Where Does My Tap Water Come From?
It’s easy to assume your tap water is safe—just flip on the faucet and what flows must be fine. But it’s a dangerous journey from the source to your tap; one that is unfamiliar to most of us. If you’re wondering where your drinking water comes from and what happens to it before it hits the tap, then this is for you.
Tap Water Starts As Source Water
Tap water comes from two water sources collected by your local public water utility to distribute to your tap; surface water and groundwater. Surface water is water found in reservoirs, rivers, lakes, and streams that flows into public water supplies. Groundwater is underground water that’s found in small spaces between sand, soil, and fractured rocks known as aquifers.
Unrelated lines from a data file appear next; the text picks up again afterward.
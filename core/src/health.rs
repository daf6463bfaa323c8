//! Divergence checks run after every filter step.
//!
//! A covariance that loses symmetry or positive semi-definiteness, a state with non-finite
//! entries, or an attitude quaternion that has drifted away from unit norm all indicate the
//! filter has diverged numerically. [`HealthMonitor::check`] turns any of these into a
//! [`FilterError::Divergence`] naming the step and the failed condition.

use serde::{Deserialize, Serialize};

use crate::NavigationState;
use crate::error::{FilterError, Result};
use crate::linalg::{self, Matrix9};

/// Thresholds for the health monitor
#[derive(Clone, Copy, Debug, PartialEq, Serialize, Deserialize)]
#[serde(default)]
pub struct HealthLimits {
    /// Largest `|P - Pᵀ|` relative to `max(1, |P|max)`
    pub max_asymmetry: f64,
    /// Most negative eigenvalue tolerated, relative to `max(1, |P|max)`
    pub psd_tolerance: f64,
    /// Largest `| |q| - 1 |`
    pub max_norm_error: f64,
}
impl Default for HealthLimits {
    fn default() -> Self {
        HealthLimits {
            max_asymmetry: 1e-9,
            psd_tolerance: 1e-9,
            max_norm_error: 1e-6,
        }
    }
}

#[derive(Clone, Copy, Debug, Default)]
pub struct HealthMonitor {
    limits: HealthLimits,
}
impl HealthMonitor {
    pub fn new(limits: HealthLimits) -> Self {
        HealthMonitor { limits }
    }
    pub fn limits(&self) -> &HealthLimits {
        &self.limits
    }
    /// Check the state and covariance at `step`.
    pub fn check(&self, step: usize, state: &NavigationState, covariance: &Matrix9) -> Result<()> {
        let diverged = |reason: String| FilterError::Divergence { step, reason };
        if !state.to_vector().iter().all(|v| v.is_finite()) {
            return Err(diverged("non-finite navigation state".into()));
        }
        if !linalg::is_finite(covariance) {
            return Err(diverged("non-finite covariance".into()));
        }
        let norm_error = (state.orientation.norm() - 1.0).abs();
        if norm_error > self.limits.max_norm_error {
            return Err(diverged(format!(
                "quaternion norm off by {norm_error:.3e}"
            )));
        }
        let scale = covariance.amax().max(1.0);
        let asymmetry = linalg::max_asymmetry(covariance);
        if asymmetry > self.limits.max_asymmetry * scale {
            return Err(diverged(format!(
                "covariance asymmetry {asymmetry:.3e}"
            )));
        }
        if !linalg::is_positive_semidefinite(covariance, self.limits.psd_tolerance) {
            return Err(diverged(format!(
                "covariance not positive semi-definite (min eigenvalue {:.3e})",
                linalg::min_eigenvalue(covariance)
            )));
        }
        Ok(())
    }
}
Groundwater is typically accessed through a private well, or pipe, drilled into an aquifer.
Source Water Is Often Contaminated When It Arrives To Public Water Systems
As you can imagine, there are all kinds of ways source water can become contaminated before it’s collected by local water supplies and served up as drinking water. That’s why we don’t simply stick straws in streams or drill our own wells and tip back a glass.
We’ll go into more detail later, but everything from natural disasters to animal feces can contaminate source water. The bottom line is source water must be treated by your local public water system before water travels to your tap. All public water supplies are responsible for following water treatment practices designed to ensure tap water meets water safety standards set by the Safe Drinking Water Act and regulated by the U.S. Environmental Protection Agency (EPA).
What About Water Treatment?
While water treatment is a well-intentioned way to make drinking water tap-ready, the drinking water standards surrounding it have been proven to be subpar—and in many cases, non-existent. Therefore, water treatment isn’t a cure-all for contaminated source water.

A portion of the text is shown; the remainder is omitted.